2012-2013 Show Choir Mobile – Tunnel to Tower Run

There was this kid I met through Show Choir Mobile.

Nearly two years ago, we—the Mobile County high school choral directors—held auditions for a show designed to showcase the music and dance of Michael Jackson. I don’t know how many kids showed up at Theodore High School that day, but I’d guess thirty-five or forty, and as you might suppose, the balance was overwhelmingly female. To put it bluntly, we needed to keep as many boys as possible.

Most of the kids knew the music fairly well, but when Angie Dussouy, the dance instructor from Davidson High School, taught the whole group a rigorous five-minute routine, the sheep separated from the goats.
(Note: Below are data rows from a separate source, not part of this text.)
//! Health Check Endpoints
//!
//! Provides Kubernetes-compatible health check endpoints:
//! - /health/ping - Simple liveness check
//! - /health/ready - Fact store connectivity check
//! - /health/live - Process alive check

use axum::{extract::State, http::StatusCode, response::IntoResponse, routing::get, Json, Router};
use serde::{Deserialize, Serialize};
use std::time::Instant;

use crate::state::AppState;
use funfact_core::FactService;

// ============================================================================
// TYPES
// ============================================================================

/// Health check response
#[derive(Debug, Clone, Serialize, Deserialize, utoipa::ToSchema)]
pub struct HealthResponse {
    pub status: HealthStatus,
    #[serde(skip_serializing_if = "Option::is_none")]
    pub message: Option<String>,
    #[serde(skip_serializing_if = "Option::is_none")]
    pub details: Option<HealthDetails>,
}

#[derive(Debug, Clone, Copy, PartialEq, Eq, Serialize, Deserialize, utoipa::ToSchema)]
#[serde(rename_all = "lowercase")]
pub enum HealthStatus {
    Healthy,
    Unhealthy,
}

#[derive(Debug, Clone, Serialize, Deserialize, utoipa::ToSchema)]
pub struct HealthDetails {
    pub store: ComponentHealth,
    pub version: String,
    pub uptime_seconds: u64,
}

#[derive(Debug, Clone, Serialize, Deserialize, utoipa::ToSchema)]
pub struct ComponentHealth {
    pub status: HealthStatus,
    #[serde(skip_serializing_if = "Option::is_none")]
    pub latency_ms: Option<u64>,
    #[serde(skip_serializing_if = "Option::is_none")]
    pub error: Option<String>,
}

// ============================================================================
// HANDLERS
// ============================================================================

/// GET /health/ping - Simple pong response
#[utoipa::path(
    get,
    path = "/health/ping",
    tag = "Health",
    responses(
        (status = 200, description = "Service is responding", body = String),
    ),
)]
pub async fn ping() -> impl IntoResponse {
    (StatusCode::OK, "pong")
}

/// GET /health/live - Process liveness check
#[utoipa::path(
    get,
    path = "/health/live",
    tag = "Health",
    responses(
        (status = 200, description = "Process is alive", body = HealthResponse),
    ),
)]
pub async fn liveness() -> impl IntoResponse {
    let response = HealthResponse {
        status: HealthStatus::Healthy,
        message: Some("Process is alive".to_string()),
        details: None,
    };
    (StatusCode::OK, Json(response))
}

/// GET /health/ready - Readiness check (fact store connectivity)
#[utoipa::path(
    get,
    path = "/health/ready",
    tag = "Health",
    responses(
        (status = 200, description = "Service is ready", body = HealthResponse),
        (status = 503, description = "Service is not ready", body = HealthResponse),
    ),
)]
pub async fn readiness(State(state): State<AppState>) -> impl IntoResponse {
    let store_health = match check_store(&state.service).await {
        Ok(latency) => ComponentHealth {
            status: HealthStatus::Healthy,
            latency_ms: Some(latency),
            error: None,
        },
        Err(e) => ComponentHealth {
            status: HealthStatus::Unhealthy,
            latency_ms: None,
            error: Some(e),
        },
    };

    let overall_status = store_health.status;

    let response = HealthResponse {
        status: overall_status,
        message: None,
        details: Some(HealthDetails {
            store: store_health,
            version: env!("CARGO_PKG_VERSION").to_string(),
            uptime_seconds: state.start_time.elapsed().as_secs(),
        }),
    };

    let status_code = if overall_status == HealthStatus::Healthy {
        StatusCode::OK
    } else {
        StatusCode::SERVICE_UNAVAILABLE
    };

    (status_code, Json(response))
}

/// Read a single recent fact; any answer, even an empty one, means the
/// store is reachable.
async fn check_store(service: &FactService) -> Result<u64, String> {
    let start = Instant::now();

    match service.get_recent_fun_facts(1).await {
        Ok(_) => Ok(start.elapsed().as_millis() as u64),
        Err(e) => {
            tracing::warn!(error = %e, "Readiness probe failed");
            Err("Fact store check failed".to_string())
        }
    }
}

// ============================================================================
// ROUTER
// ============================================================================

/// Create health check router.
pub fn create_router() -> Router<AppState> {
    Router::new()
        .route("/ping", get(ping))
        .route("/live", get(liveness))
        .route("/ready", get(readiness))
}
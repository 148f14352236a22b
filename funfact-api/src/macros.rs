//! Utility macros for reducing boilerplate

/// Macro to implement `FromRef<AppState>` for state extractors.
///
/// # Example
/// ```ignore
/// impl_from_ref!(Arc<FactService>, service);
/// // Expands to:
/// impl axum::extract::FromRef<AppState> for Arc<FactService> {
///     fn from_ref(state: &AppState) -> Self {
///         state.service.clone()
///     }
/// }
/// ```
#[macro_export]
macro_rules! impl_from_ref {
    ($type:ty, $field:ident) => {
        impl axum::extract::FromRef<$crate::state::AppState> for $type {
            fn from_ref(state: &$crate::state::AppState) -> Self {
                state.$field.clone()
            }
        }
    };
}
//! The daily fact value and calendar-day ordinals.
//!
//! Days are stored by their ordinal in the proleptic Gregorian calendar
//! (0001-01-01 is day 1). Ordinals grow monotonically with the date, so a
//! store can answer "most recent N" with a rank query on the ordinal.

use chrono::{Datelike, NaiveDate};
use serde::{Deserialize, Serialize};

/// A calendar day with no time component.
pub type Day = NaiveDate;

/// Day number where 0001-01-01 is 1.
pub type DayOrdinal = i32;

/// Convert a day to its ordinal.
pub fn day_to_ordinal(day: Day) -> DayOrdinal {
    day.num_days_from_ce()
}

/// Convert an ordinal back to a day.
///
/// Returns `None` when the ordinal is outside chrono's supported range.
pub fn day_from_ordinal(ordinal: DayOrdinal) -> Option<Day> {
    NaiveDate::from_num_days_from_ce_opt(ordinal)
}

/// A generated fact for one calendar day.
///
/// Facts are immutable once built: the fields are private and only
/// exposed by reference.
#[derive(Debug, Clone, PartialEq, Eq, Hash, Serialize, Deserialize)]
pub struct Fact {
    day: Day,
    text: String,
}

impl Fact {
    pub fn new(day: Day, text: impl Into<String>) -> Self {
        Self {
            day,
            text: text.into(),
        }
    }

    /// Rebuild a fact from a stored ordinal.
    pub fn from_ordinal(ordinal: DayOrdinal, text: impl Into<String>) -> Option<Self> {
        day_from_ordinal(ordinal).map(|day| Self::new(day, text))
    }

    pub fn day(&self) -> Day {
        self.day
    }

    pub fn text(&self) -> &str {
        &self.text
    }

    pub fn ordinal(&self) -> DayOrdinal {
        day_to_ordinal(self.day)
    }

    pub fn into_text(self) -> String {
        self.text
    }
}
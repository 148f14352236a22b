//! Axum Middleware for HTTP Request Tracing and Metrics
//!
//! Wraps every request in an `http_request` span, records Prometheus
//! metrics and logs completion.

use axum::{
    extract::{MatchedPath, Request},
    middleware::Next,
    response::Response,
};
use std::time::Instant;
use tracing::{info_span, Instrument};

use super::metrics::metrics;

/// Label used for requests that matched no route, to bound cardinality.
const UNMATCHED_PATH: &str = "unmatched";

/// Route template for metrics and spans.
fn route_label(request: &Request) -> String {
    request
        .extensions()
        .get::<MatchedPath>()
        .map(|path| path.as_str().to_string())
        .unwrap_or_else(|| UNMATCHED_PATH.to_string())
}

/// Observability middleware for Axum.
///
/// Must be added with `Router::layer` after the routes so [`MatchedPath`]
/// is available.
pub async fn observability_middleware(request: Request, next: Next) -> Response {
    let start = Instant::now();

    let method = request.method().clone();
    let path = request.uri().path().to_string();
    let route = route_label(&request);

    let span = info_span!(
        "http_request",
        http.method = %method,
        http.target = %path,
        http.route = %route,
    );

    let response = next.run(request).instrument(span).await;

    let status = response.status();
    let duration = start.elapsed();

    if let Some(metrics) = metrics() {
        metrics.record_http_request(
            method.as_str(),
            &route,
            status.as_u16(),
            duration.as_secs_f64(),
        );
    }

    tracing::info!(
        method = %method,
        path = %path,
        status = status.as_u16(),
        duration_ms = duration.as_millis() as u64,
        "Request completed"
    );

    response
}
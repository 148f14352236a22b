//! Service configuration

use std::str::FromStr;
use std::time::Duration;

use crate::{ConfigError, DayBoundary, DEFAULT_LOCK_TTL, DEFAULT_RECENT_LIMIT};

/// Tunables for [`crate::FactService`].
#[derive(Debug, Clone, PartialEq, Eq)]
pub struct ServiceConfig {
    /// Lifetime of a day's generation lock.
    pub lock_ttl: Duration,
    /// Number of recent facts used for the prompt exclusion list.
    pub recent_limit: usize,
    /// Timezone that decides the current day.
    pub day_boundary: DayBoundary,
}

impl Default for ServiceConfig {
    fn default() -> Self {
        Self {
            lock_ttl: DEFAULT_LOCK_TTL,
            recent_limit: DEFAULT_RECENT_LIMIT,
            day_boundary: DayBoundary::default(),
        }
    }
}

impl ServiceConfig {
    /// Load from environment variables.
    ///
    /// - `FUNFACT_LOCK_TTL_SECS`: lock lifetime in seconds (default: 10)
    /// - `FUNFACT_RECENT_LIMIT`: prompt history size (default: 10)
    /// - `FUNFACT_DAY_BOUNDARY`: "local" or "utc" (default: local)
    pub fn from_env() -> Result<Self, ConfigError> {
        let lock_ttl_secs: u64 = env_parse("FUNFACT_LOCK_TTL_SECS", DEFAULT_LOCK_TTL.as_secs())?;
        if lock_ttl_secs == 0 {
            return Err(ConfigError::InvalidValue {
                field: "FUNFACT_LOCK_TTL_SECS".to_string(),
                value: "0".to_string(),
                reason: "lock TTL must be at least one second".to_string(),
            });
        }

        Ok(Self {
            lock_ttl: Duration::from_secs(lock_ttl_secs),
            recent_limit: env_parse("FUNFACT_RECENT_LIMIT", DEFAULT_RECENT_LIMIT)?,
            day_boundary: match std::env::var("FUNFACT_DAY_BOUNDARY") {
                Ok(value) => value.parse()?,
                Err(_) => DayBoundary::default(),
            },
        })
    }
}

/// Parse an environment variable, falling back to `default` when unset.
pub fn env_parse<T>(key: &str, default: T) -> Result<T, ConfigError>
where
    T: FromStr,
    T::Err: std::fmt::Display,
{
    match std::env::var(key) {
        Ok(raw) => raw.trim().parse().map_err(|e: T::Err| ConfigError::InvalidValue {
            field: key.to_string(),
            value: raw.clone(),
            reason: e.to_string(),
        }),
        Err(_) => Ok(default),
    }
}
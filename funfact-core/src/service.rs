//! Fact Service
//!
//! Serves today's fact, generating it at most once per day across every
//! process that shares the same store and lock.
//!
//! ```text
//! get(today) ── hit ──────────────────────────────────────────→ Cached
//!     │ miss
//! acquire(today) ── false ────────────────────────────────────→ LockDenied (absent)
//!     │ true
//! get(today) ── hit ──────────────────────────── release ─────→ FilledByPeer
//!     │ miss
//! prompt → generate → put ───────────────────── release ─────→ Generated
//! ```
//!
//! A caller that loses the lock race gets an immediate answer and never
//! waits for the winner. The lock is released on every path where it was
//! acquired, including errors, and the original error is returned after
//! the release. A failed release surfaces as the result only when
//! generation itself succeeded.

use std::sync::Arc;

use crate::{
    build_prompt, Clock, DailyLock, Day, Fact, FactStore, FunFactResult, PromptCache,
    ServiceConfig, TextGenerator,
};

/// Which branch of the state machine produced a [`Resolution`].
#[derive(Debug, Clone, Copy, PartialEq, Eq, Hash)]
pub enum LookupOutcome {
    /// The store already had the day's fact.
    Cached,
    /// This caller held the lock and generated the fact.
    Generated,
    /// Another holder owns the lock; nothing was generated here.
    LockDenied,
    /// The lock was won but a fact appeared before generation started.
    FilledByPeer,
}

impl LookupOutcome {
    pub fn as_str(&self) -> &'static str {
        match self {
            LookupOutcome::Cached => "cached",
            LookupOutcome::Generated => "generated",
            LookupOutcome::LockDenied => "lock_denied",
            LookupOutcome::FilledByPeer => "filled_by_peer",
        }
    }
}

impl std::fmt::Display for LookupOutcome {
    fn fmt(&self, f: &mut std::fmt::Formatter<'_>) -> std::fmt::Result {
        f.write_str(self.as_str())
    }
}

/// Result of resolving a day's fact.
#[derive(Debug, Clone, PartialEq, Eq)]
pub struct Resolution {
    /// `None` only when the lock was denied and nothing was stored yet.
    pub fact: Option<Fact>,
    pub outcome: LookupOutcome,
}

impl Resolution {
    fn new(fact: Option<Fact>, outcome: LookupOutcome) -> Self {
        Self { fact, outcome }
    }
}

/// Coordinates the store, lock and generator.
pub struct FactService {
    store: Arc<dyn FactStore>,
    lock: Arc<dyn DailyLock>,
    generator: Arc<dyn TextGenerator>,
    clock: Arc<dyn Clock>,
    config: ServiceConfig,
    prompt_cache: PromptCache,
}

impl FactService {
    pub fn new(
        store: Arc<dyn FactStore>,
        lock: Arc<dyn DailyLock>,
        generator: Arc<dyn TextGenerator>,
        clock: Arc<dyn Clock>,
        config: ServiceConfig,
    ) -> Self {
        Self {
            store,
            lock,
            generator,
            clock,
            config,
            prompt_cache: PromptCache::new(),
        }
    }

    pub fn config(&self) -> &ServiceConfig {
        &self.config
    }

    /// Today's fact, or `None` if another caller is still generating it.
    pub async fn get_todays_fun_fact(&self) -> FunFactResult<Option<Fact>> {
        Ok(self.resolve_today().await?.fact)
    }

    /// Today's fact together with the branch that produced it.
    pub async fn resolve_today(&self) -> FunFactResult<Resolution> {
        self.resolve(self.clock.today()).await
    }

    /// Run the single-flight protocol for `day`.
    #[tracing::instrument(skip_all, fields(day = %day))]
    pub async fn resolve(&self, day: Day) -> FunFactResult<Resolution> {
        if let Some(fact) = self.store.get(day).await? {
            return Ok(Resolution::new(Some(fact), LookupOutcome::Cached));
        }

        if !self.lock.acquire(day, self.config.lock_ttl).await? {
            tracing::debug!("Generation lock held elsewhere, not waiting");
            return Ok(Resolution::new(None, LookupOutcome::LockDenied));
        }

        let mut result = self.fill_while_locked(day).await;

        if let Err(release_err) = self.lock.release(day).await {
            tracing::warn!(error = %release_err, "Failed to release generation lock");
            // A generation error outranks the release error.
            if result.is_ok() {
                result = Err(release_err);
            }
        }

        match &result {
            Ok(resolution) => tracing::info!(outcome = %resolution.outcome, "Resolved fact"),
            Err(err) => tracing::error!(error = %err, "Fact generation failed"),
        }

        result
    }

    async fn fill_while_locked(&self, day: Day) -> FunFactResult<Resolution> {
        if let Some(fact) = self.store.get(day).await? {
            return Ok(Resolution::new(Some(fact), LookupOutcome::FilledByPeer));
        }

        let prompt = self.prompt_for(day).await?;
        let text = self.generator.generate(&prompt).await?;
        let fact = Fact::new(day, text);
        self.store.put(&fact).await?;

        Ok(Resolution::new(Some(fact), LookupOutcome::Generated))
    }

    /// Up to `n` stored facts, newest first.
    pub async fn get_recent_fun_facts(&self, n: usize) -> FunFactResult<Vec<Fact>> {
        self.store.get_recent(n).await
    }

    /// Prompt for `day`, rebuilt from the store when the memo belongs to a
    /// different day.
    pub async fn prompt_for(&self, day: Day) -> FunFactResult<String> {
        if let Some(prompt) = self.prompt_cache.get(day) {
            return Ok(prompt);
        }

        let recent = self.get_recent_fun_facts(self.config.recent_limit).await?;
        let prompt = build_prompt(&recent);
        tracing::debug!(prompt = %prompt, history = recent.len(), "Built generation prompt");

        self.prompt_cache.set(day, prompt.clone());
        Ok(prompt)
    }
}

impl std::fmt::Debug for FactService {
    fn fmt(&self, f: &mut std::fmt::Formatter<'_>) -> std::fmt::Result {
        f.debug_struct("FactService")
            .field("config", &self.config)
            .field("prompt_day", &self.prompt_cache.cached_day())
            .finish()
    }
}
I have a priceless video documenting skinned knees, copious sweat, ruddy faces, and laughter. The urban kids fared the best, but let’s just say the pale-faced country boys from Theodore and Semmes didn’t have quite the groove we were looking for.

MJRehearsal

Early Michael Jackson rehearsal – Brady rocking the back row

But we needed boys. Boys who could sing.

And Brady Hoffman, a tenth-grader from Mary G. Montgomery High School could sing. He was well over six feet tall, with shoulders like a linebacker, size 14 shoes (both apparently left-footed), Nordic blue eyes and blond hair—and a well-trained baritone with massive range.

Meeting after the audition to set the choir roster, we directors all looked at each other. “Maybe we can put Brady on the back row and nobody will notice he can’t dance,” somebody said hopefully. But Angie laughed. “Come on, I can teach anybody to dance.”

Thriller2

Rehearsing Thriller – Brady in turquoise on the back

As it turned out, she apparently can. All twenty-five kids we chose for the choir threw themselves heart and soul into polishing the music and learning those signature liquid, spine-jolting MJ moves. Brady worked harder than anybody, often spending his break times practicing those complex dance combinations, learning to control his big, awkward adolescent body—until by the night of the opening performance he was, if not front-row quality, at least not a major distraction.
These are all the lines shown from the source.